The ruling is a boost for Durmanin, 40, a young, high-profile figure to the right of President Emmanuel Macron’s centrist government who has often spoken out firmly on fighting illegal immigration and crime.
“For the fifth time in nearly six years, the justice system has found that no objectionable act can be attributed to Gerald Darmanin,” his lawyers Pierre-Olivier Sur and Matthias Czechbortić said, adding that the minister “would not make any further comment.”
“What a surprise,” Patterson Spatz’s lawyer Elodie Toillon-Hibon wrote on Twitter, adding that her client would take her case to France’s Supreme Court, the Court of Cassation and the European Court of Human Rights if it fails there.

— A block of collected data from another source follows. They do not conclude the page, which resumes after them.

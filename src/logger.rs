//! Structured logging system with visual formatting.
//!
//! This module provides the box-drawing log output used by both the daemon and
//! the one-shot client. Every macro renders one [`Line`] shape through
//! [`Log::render`], so the layout of each kind of line lives in one place.
//!
//! The logger supports runtime enable/disable functionality for quiet operation
//! during tests, an optional wall-clock timestamp prefix for the long-running
//! daemon, and routing to a file when `--log` is given.

use std::io::Write;
use std::sync::OnceLock;
use std::sync::atomic::{AtomicBool, Ordering};
use std::sync::mpsc::{Sender, channel};

static LOGGING_ENABLED: AtomicBool = AtomicBool::new(true);

// Prefix every line with [HH:MM:SS] (daemon mode)
static TIMESTAMPS_ENABLED: AtomicBool = AtomicBool::new(false);

// Channel for routing output to file when --log is active
static LOG_CHANNEL: OnceLock<Option<Sender<LogMessage>>> = OnceLock::new();

enum LogMessage {
    Formatted(String),
    Shutdown,
}

/// Shape of a single log line.
#[derive(Debug, Clone, Copy, PartialEq, Eq)]
pub enum Line {
    /// `┃` followed by `┣ message`
    BlockStart,
    /// `┣ message`
    Decorated,
    /// `┃   message`
    Indented,
    /// `┃`
    Pipe,
    /// `┏ huedimmer vX.Y.Z ━━╸`
    Version,
    /// `╹`
    End,
    /// `┣[LEVEL] message`
    Level(Level),
    /// `┃` followed by `┗[ERROR] message`
    ErrorExit,
}

/// Semantic level tags, rendered with an ANSI colour.
#[derive(Debug, Clone, Copy, PartialEq, Eq)]
pub enum Level {
    Info,
    Debug,
    Warning,
    Error,
    Critical,
}

impl Level {
    fn tag(self) -> &'static str {
        match self {
            Level::Info => "\x1b[32mINFO\x1b[0m",
            Level::Debug => "\x1b[32mDEBUG\x1b[0m",
            Level::Warning => "\x1b[33mWARNING\x1b[0m",
            Level::Error => "\x1b[31mERROR\x1b[0m",
            Level::Critical => "\x1b[31mCRITICAL\x1b[0m",
        }
    }
}

/// Main logging interface providing structured output formatting.
///
/// ## Logging Conventions
///
/// - **`log_block_start!`** opens a new conceptual block (daemon started, config
///   loaded, a batch of commands). Related lines follow with `log_decorated!` or
///   `log_indented!`.
/// - **`log_decorated!`** continues a block or prints a short status line.
/// - **`log_indented!`** lists details belonging to the previous line.
/// - **`log_pipe!`** inserts vertical spacing before a levelled message that
///   starts its own block. Not for use at the end of a block.
/// - **`log_version!`** / **`log_end!`** open and close the whole output.
/// - **`log_info!`, `log_warning!`, `log_error!`, `log_debug!`, `log_critical!`**
///   carry a coloured `[LEVEL]` tag.
/// - **`log_error_exit!`** terminates the flow with `┗[ERROR]`.
pub struct Log;

impl Log {
    /// Enable or disable logging temporarily.
    pub fn set_enabled(enabled: bool) {
        LOGGING_ENABLED.store(enabled, Ordering::SeqCst);
    }

    /// Check if logging is currently enabled.
    pub fn is_enabled() -> bool {
        LOGGING_ENABLED.load(Ordering::SeqCst)
    }

    /// Enable or disable the `[HH:MM:SS]` prefix on every line.
    pub fn set_timestamps(enabled: bool) {
        TIMESTAMPS_ENABLED.store(enabled, Ordering::SeqCst);
    }

    /// Start file logging to the specified path.
    pub fn start_file_logging(file_path: String) -> anyhow::Result<LoggerGuard> {
        let (tx, rx) = channel();

        LOG_CHANNEL
            .set(Some(tx.clone()))
            .map_err(|_| anyhow::anyhow!("Logger channel already initialized"))?;

        let handle = std::thread::spawn(move || {
            let mut file = std::fs::File::create(&file_path)?;

            loop {
                match rx.recv() {
                    Ok(LogMessage::Formatted(text)) => {
                        file.write_all(text.as_bytes())?;
                    }
                    Ok(LogMessage::Shutdown) | Err(_) => {
                        file.flush()?;
                        break;
                    }
                }
            }

            Ok::<(), anyhow::Error>(())
        });

        Ok(LoggerGuard {
            tx,
            handle: Some(handle),
        })
    }

    /// Timestamp prefix for the current line, empty unless timestamps are enabled.
    pub fn get_timestamp_prefix() -> String {
        if TIMESTAMPS_ENABLED.load(Ordering::SeqCst) {
            format!("[{}] ", chrono::Local::now().format("%H:%M:%S"))
        } else {
            String::new()
        }
    }

    /// Render one line (including the trailing newline) without writing it.
    pub fn render(line: Line, prefix: &str, message: &str) -> String {
        match line {
            Line::BlockStart => format!("{prefix}┃\n{prefix}┣ {message}\n"),
            Line::Decorated => format!("{prefix}┣ {message}\n"),
            Line::Indented => format!("{prefix}┃   {message}\n"),
            Line::Pipe => format!("{prefix}┃\n"),
            Line::Version => format!(
                "{prefix}┏ huedimmer v{} ━━╸\n",
                env!("CARGO_PKG_VERSION")
            ),
            Line::End => format!("{prefix}╹\n"),
            Line::Level(level) => format!("{prefix}┣[{}] {message}\n", level.tag()),
            Line::ErrorExit => {
                format!("{prefix}┃\n{prefix}┗[{}] {message}\n", Level::Error.tag())
            }
        }
    }

    /// Render and write a line if logging is enabled. Used by the macros.
    pub fn emit(line: Line, message: &str) {
        if Self::is_enabled() {
            let prefix = Self::get_timestamp_prefix();
            write_output(&Self::render(line, &prefix, message));
        }
    }
}

/// Guard for file logging that ensures clean shutdown.
pub struct LoggerGuard {
    tx: Sender<LogMessage>,
    handle: Option<std::thread::JoinHandle<anyhow::Result<()>>>,
}

impl Drop for LoggerGuard {
    fn drop(&mut self) {
        let _ = self.tx.send(LogMessage::Shutdown);
        if let Some(handle) = self.handle.take() {
            let _ = handle.join();
        }
        // LOG_CHANNEL stays installed; the process exits after the daemon stops
    }
}

/// Strip `ESC [ ... m` colour sequences for file output.
fn strip_ansi_codes(text: &str) -> String {
    let mut result = String::with_capacity(text.len());
    let mut chars = text.chars().peekable();

    while let Some(ch) = chars.next() {
        if ch == '\x1b' && chars.peek() == Some(&'[') {
            chars.next();
            for ch in chars.by_ref() {
                if ch == 'm' {
                    break;
                }
            }
        } else {
            result.push(ch);
        }
    }

    result
}

// Public function that routes output (needed by macros)
pub fn write_output(text: &str) {
    if let Some(Some(tx)) = LOG_CHANNEL.get() {
        let _ = tx.send(LogMessage::Formatted(strip_ansi_codes(text)));
    } else {
        print!("{text}");
        let _ = std::io::stdout().flush();
    }
}

// # Logging Macros

#[doc(hidden)]
#[macro_export]
macro_rules! __log_line {
    ($line:expr, $fmt:literal $($arg:tt)*) => {{
        if $crate::logger::Log::is_enabled() {
            $crate::logger::Log::emit($line, &format!($fmt $($arg)*));
        }
    }};
    ($line:expr, $expr:expr) => {{
        if $crate::logger::Log::is_enabled() {
            $crate::logger::Log::emit($line, &format!("{}", $expr));
        }
    }};
}

/// Log a decorated message, typically as part of an existing block.
#[macro_export]
macro_rules! log_decorated {
    ($($arg:tt)+) => { $crate::__log_line!($crate::logger::Line::Decorated, $($arg)+) };
}

/// Log an indented message for sub-items or details within a block.
#[macro_export]
macro_rules! log_indented {
    ($($arg:tt)+) => { $crate::__log_line!($crate::logger::Line::Indented, $($arg)+) };
}

/// Log a block start message, initiating a new conceptual block of information.
#[macro_export]
macro_rules! log_block_start {
    ($($arg:tt)+) => { $crate::__log_line!($crate::logger::Line::BlockStart, $($arg)+) };
}

/// Log a visual pipe separator for vertical spacing.
#[macro_export]
macro_rules! log_pipe {
    () => {
        $crate::logger::Log::emit($crate::logger::Line::Pipe, "")
    };
}

/// Log the application version header.
#[macro_export]
macro_rules! log_version {
    () => {
        $crate::logger::Log::emit($crate::logger::Line::Version, "")
    };
}

/// Log the final termination marker.
#[macro_export]
macro_rules! log_end {
    () => {
        $crate::logger::Log::emit($crate::logger::Line::End, "")
    };
}

/// Log an informational message with a green `[INFO]` tag.
#[macro_export]
macro_rules! log_info {
    ($($arg:tt)+) => {
        $crate::__log_line!($crate::logger::Line::Level($crate::logger::Level::Info), $($arg)+)
    };
}

/// Log a debug/operational message with a green `[DEBUG]` tag.
#[macro_export]
macro_rules! log_debug {
    ($($arg:tt)+) => {
        $crate::__log_line!($crate::logger::Line::Level($crate::logger::Level::Debug), $($arg)+)
    };
}

/// Log a warning message with a yellow `[WARNING]` tag.
#[macro_export]
macro_rules! log_warning {
    ($($arg:tt)+) => {
        $crate::__log_line!($crate::logger::Line::Level($crate::logger::Level::Warning), $($arg)+)
    };
}

/// Log an error message with a red `[ERROR]` tag.
#[macro_export]
macro_rules! log_error {
    ($($arg:tt)+) => {
        $crate::__log_line!($crate::logger::Line::Level($crate::logger::Level::Error), $($arg)+)
    };
}

/// Log a critical message with a red `[CRITICAL]` tag.
#[macro_export]
macro_rules! log_critical {
    ($($arg:tt)+) => {
        $crate::__log_line!($crate::logger::Line::Level($crate::logger::Level::Critical), $($arg)+)
    };
}

/// Log a terminating error, closing the box with `┗`.
#[macro_export]
macro_rules! log_error_exit {
    ($($arg:tt)+) => { $crate::__log_line!($crate::logger::Line::ErrorExit, $($arg)+) };
}

#[cfg(test)]
mod tests {
    use super::*;

    #[test]
    fn test_strip_ansi_codes() {
        let colored = "┣[\x1b[33mWARNING\x1b[0m] light unreachable";
        assert_eq!(strip_ansi_codes(colored), "┣[WARNING] light unreachable");
    }

    #[test]
    fn test_strip_ansi_keeps_plain_text() {
        assert_eq!(strip_ansi_codes("┃   sweep 5.0s"), "┃   sweep 5.0s");
    }

    #[test]
    fn test_render_shapes() {
        assert_eq!(Log::render(Line::Decorated, "", "ready"), "┣ ready\n");
        assert_eq!(Log::render(Line::Indented, "", "x"), "┃   x\n");
        assert_eq!(Log::render(Line::BlockStart, "", "go"), "┃\n┣ go\n");
        assert_eq!(Log::render(Line::End, "", ""), "╹\n");
        assert_eq!(
            strip_ansi_codes(&Log::render(Line::ErrorExit, "", "boom")),
            "┃\n┗[ERROR] boom\n"
        );
    }

    #[test]
    fn test_render_with_prefix() {
        let line = Log::render(Line::Level(Level::Debug), "[12:00:00] ", "CALC");
        assert_eq!(strip_ansi_codes(&line), "[12:00:00] ┣[DEBUG] CALC\n");
    }
}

Patterson Spatz and her attorneys say Darmanin extorted sex from the plaintiff in exchange for intervening in a case against her when he was working in the legal service for the conservative UMP party — which has since been renamed Republican.
Darmanin admits to having sex with Patterson Spatz, but says it was consensual.
In 2021, the examining magistrate said the case should be dropped, finding that her “sincerity … cannot be questioned” but that she “deliberately chose to have sex with (Darmanin) in the hope of a retrial in her criminal case”.
The judge added, “Law and morality cannot be confused,” saying that the plaintiff was “acceptable in the eyes of the law.”
A second rape investigation against Darmanin, on suspicion that he extorted sex from a woman in exchange for a job and an apartment, was dropped in 2018.
In office since July 2020, Darmanin has sought to strengthen ties with the police and has also played a key role in talks with his British counterparts seeking to limit small boats crossing the Channel.